简体   繁体   English

Twitter情绪分析

[英]Twitter sentiment analysis on a string

I've written a program that takes a twitter data that contains tweets and labels ( 0 for neutral sentiment and 1 for negative sentiment) and predicts which category the tweet belongs to. 我编写了一个程序,该程序接收包含推文和标签的Twitter数据( 0表示中立情绪, 1表示否定情绪)并预测该推文所属的类别。 The program works well on the training and test Set. 该程序在训练和测试集上效果很好。 However I'm having problem in applying prediction function with a string. 但是我在对字符串应用预测函数时遇到问题。 I'm not sure how to do that. 我不确定该怎么做。

I have tried cleaning the string the way I cleaned the dataset before calling the predict function but the values returned are in wrong shape. 我曾尝试在调用预报函数之前以清理数据集的方式清理字符串,但返回的值格式错误。

import numpy as np
import pandas as pd
from nltk.corpus import stopwords
from nltk.stem.porter import PorterStemmer
ps = PorterStemmer()
import re

#Loading dataset
dataset = pd.read_csv('tweet.csv')

#List to hold cleaned tweets
clean_tweet = []

#Cleaning tweets
for i in range(len(dataset)):
    tweet = re.sub('[^a-zA-Z]', ' ', dataset['tweet'][i])
    tweet = re.sub('@[\w]*',' ',dataset['tweet'][i])
    tweet = tweet.lower()
    tweet = tweet.split()
    tweet = [ps.stem(token) for token in tweet if not token in set(stopwords.words('english'))]
    tweet = ' '.join(tweet)
    clean_tweet.append(tweet)

from sklearn.feature_extraction.text import CountVectorizer
cv = CountVectorizer(max_features = 3000)
X = cv.fit_transform(clean_tweet)
X =  X.toarray()
y = dataset.iloc[:, 1].values

from sklearn.model_selection import train_test_split
X_train, X_test, y_train, y_test = train_test_split(X, y)

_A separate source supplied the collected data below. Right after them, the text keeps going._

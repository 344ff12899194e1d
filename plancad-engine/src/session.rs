//! 命令行会话：把一行输入分派给活动工具、文本命令或新工具。

use plancad_core::geometry::Point2;
use tracing::debug;

use crate::command::{CommandBus, CommandContext, CommandRequest, CommandResponse};
use crate::scene::Scene;
use crate::tool::input::Key;
use crate::tool::{ToolError, ToolManager};

/// 一次提交的去向。
#[derive(Debug, Clone)]
pub enum Reply {
    /// 由工具管理器处理，结果见提示通道。
    Tool,
    /// 由命令总线处理。
    Command(CommandResponse),
}

pub struct Session {
    scene: Scene,
    bus: CommandBus,
    tools: ToolManager,
}

impl Default for Session {
    fn default() -> Self {
        Self::new(Scene::new())
    }
}

impl Session {
    pub fn new(scene: Scene) -> Self {
        Self {
            scene,
            bus: CommandBus::new(),
            tools: ToolManager::new(),
        }
    }

    pub fn scene(&self) -> &Scene {
        &self.scene
    }

    pub fn scene_mut(&mut self) -> &mut Scene {
        &mut self.scene
    }

    pub fn tools(&self) -> &ToolManager {
        &self.tools
    }

    pub fn tools_mut(&mut self) -> &mut ToolManager {
        &mut self.tools
    }

    pub fn bus(&self) -> &CommandBus {
        &self.bus
    }

    /// 活动工具优先接收输入；空闲时先查命令总线，再按工具名启动。
    /// `undo`/`redo`/`new` 在工具活动时也生效，会先取消该工具。
    pub fn submit(&mut self, line: &str) -> Result<Reply, ToolError> {
        if let Some(request) = CommandRequest::parse(line) {
            let interrupts = matches!(request.name.as_str(), "undo" | "redo" | "new");
            if self.bus.handles(&request.name) && (interrupts || !self.tools.is_active()) {
                if interrupts {
                    self.tools.cancel();
                }
                return Ok(Reply::Command(self.dispatch(&request)));
            }
        }
        self.tools.handle_text_input(&mut self.scene, line)?;
        Ok(Reply::Tool)
    }

    pub fn click(&mut self, point: Point2) -> Result<(), ToolError> {
        self.tools.handle_pointer(&mut self.scene, point)
    }

    pub fn key(&mut self, key: Key) -> Result<(), ToolError> {
        self.tools.handle_key(&mut self.scene, key)
    }

    fn dispatch(&mut self, request: &CommandRequest) -> CommandResponse {
        let mut context = CommandContext {
            scene: &mut self.scene,
        };
        let response = self.bus.dispatch(request, &mut context);
        debug!(command = %request.name, success = response.success, "command dispatched");
        let prompt = self.tools.prompt_mut();
        match (&response.message, response.success) {
            (Some(message), true) => prompt.info(message.clone()),
            (Some(message), false) => prompt.alert(message.clone()),
            (None, _) => {}
        }
        response
    }
}

#[cfg(test)]
mod tests {
    use super::*;
    use crate::tool::ToolState;
    use crate::tool::prompt::PromptLevel;

    #[test]
    fn lines_start_tools_and_run_commands() {
        let mut session = Session::default();
        session
            .scene_mut()
            .document_mut()
            .add_circle(Point2::new(0.0, 0.0), 10.0);

        session.submit("e").unwrap();
        session.click(Point2::new(10.0, 0.0)).unwrap();
        session.submit("").unwrap();
        assert_eq!(session.tools().state(), ToolState::Idle);
        assert!(session.scene().document().is_empty());

        let reply = session.submit("undo").unwrap();
        assert!(matches!(reply, Reply::Command(ref r) if r.success));
        assert_eq!(session.scene().document().len(), 1);
        assert_eq!(
            session.tools().prompt().last().map(|m| m.level),
            Some(PromptLevel::Info)
        );
    }

    #[test]
    fn undo_cancels_active_tool() {
        let mut session = Session::default();
        session
            .scene_mut()
            .apply("circle", |doc| doc.add_circle(Point2::new(0.0, 0.0), 10.0));

        session.submit("move").unwrap();
        assert!(session.tools().is_active());
        session.submit("undo").unwrap();
        assert!(!session.tools().is_active());
        assert!(session.scene().document().is_empty());
    }

    #[test]
    fn selection_commands_are_plain_text_inside_tools() {
        let mut session = Session::default();
        session.submit("block").unwrap();
        session.submit("clear_selection").unwrap();
        assert!(session.tools().is_active());
        assert_eq!(session.tools().prompt().current(), Some("指定基点:"));
    }

    #[test]
    fn failed_command_raises_alert() {
        let mut session = Session::default();
        let reply = session.submit("redo").unwrap();
        assert!(matches!(reply, Reply::Command(ref r) if !r.success));
        assert_eq!(
            session.tools().prompt().last().map(|m| m.level),
            Some(PromptLevel::Alert)
        );
    }
}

from sklearn.naive_bayes import GaussianNB
n_b = GaussianNB()
n_b.fit(X_train, y_train)
y_pred  = n_b.predict(X_test) 

some_tweet = "this is a mean tweet"  # How to apply predict function to this string

Use cv.transform([cleaned_new_tweet]) on your new string to transform your new Tweet to your existing document-term matrix. 在新字符串上使用cv.transform([cleaned_new_tweet])将新的Tweet转换为现有的文档术语矩阵。 That will return the Tweet in the correct shape. 这将以正确的形状返回推文。

tl;dr TL;博士

.predict() expects a list of strings . .predict()需要一个strings list So you need to add some_tweet to a list . 因此,您需要将some_tweet添加到list Eg new_tweet = ["this is a mean tweet"] 例如new_tweet = ["this is a mean tweet"]

Your code 您的密码

You had some issues in your code that I tried fixing for you... 您的代码中有一些问题,我曾尝试为您解决...

import numpy as np
import pandas as pd
from nltk.corpus import stopwords
from nltk.stem.porter import PorterStemmer
ps = PorterStemmer()
import re

#Loading dataset
dataset = pd.read_csv('tweet.csv')


# Define cleaning function
# You can define it once as a function so it can be easily re-used else where
def clean_tweet(tweet: str):
    tweet = re.sub('[^a-zA-Z]', ' ', dataset['tweet'][i])
    tweet = re.sub('@[\w]*', ' ', tweet) #BUG: you need to pass the tweet you modified here instead of the original tweet again
    tweet = tweet.lower()
    tweet = tweet.split()
    tweet = [ps.stem(token) for token in tweet if not token in set(stopwords.words('english'))]
    tweet = ' '.join(tweet)
    return tweet

#List to hold cleaned tweets and labels
X = [clean_tweet(tweet) for tweet in dataset['tweet']] # you can create your X directly with your new function
y = dataset.iloc[:, 1].values

# Define a single model
from sklearn.feature_extraction.text import CountVectorizer
from sklearn.naive_bayes import GaussianNB
from sklearn.pipeline import Pipeline

# Use Pipeline as your classifier, this way you don't need to keep calling a transform and fit all the time.
classifier = Pipeline(
    [
        ('cv', CountVectorizer(max_features=300)),
        ('n_b', GaussianNB())
    ]
)


# Before you trained your CountVectorizer BEFORE splitting into train/test. That is a biiig mistake.
# First you split to train/split and then you train all the steps of your model.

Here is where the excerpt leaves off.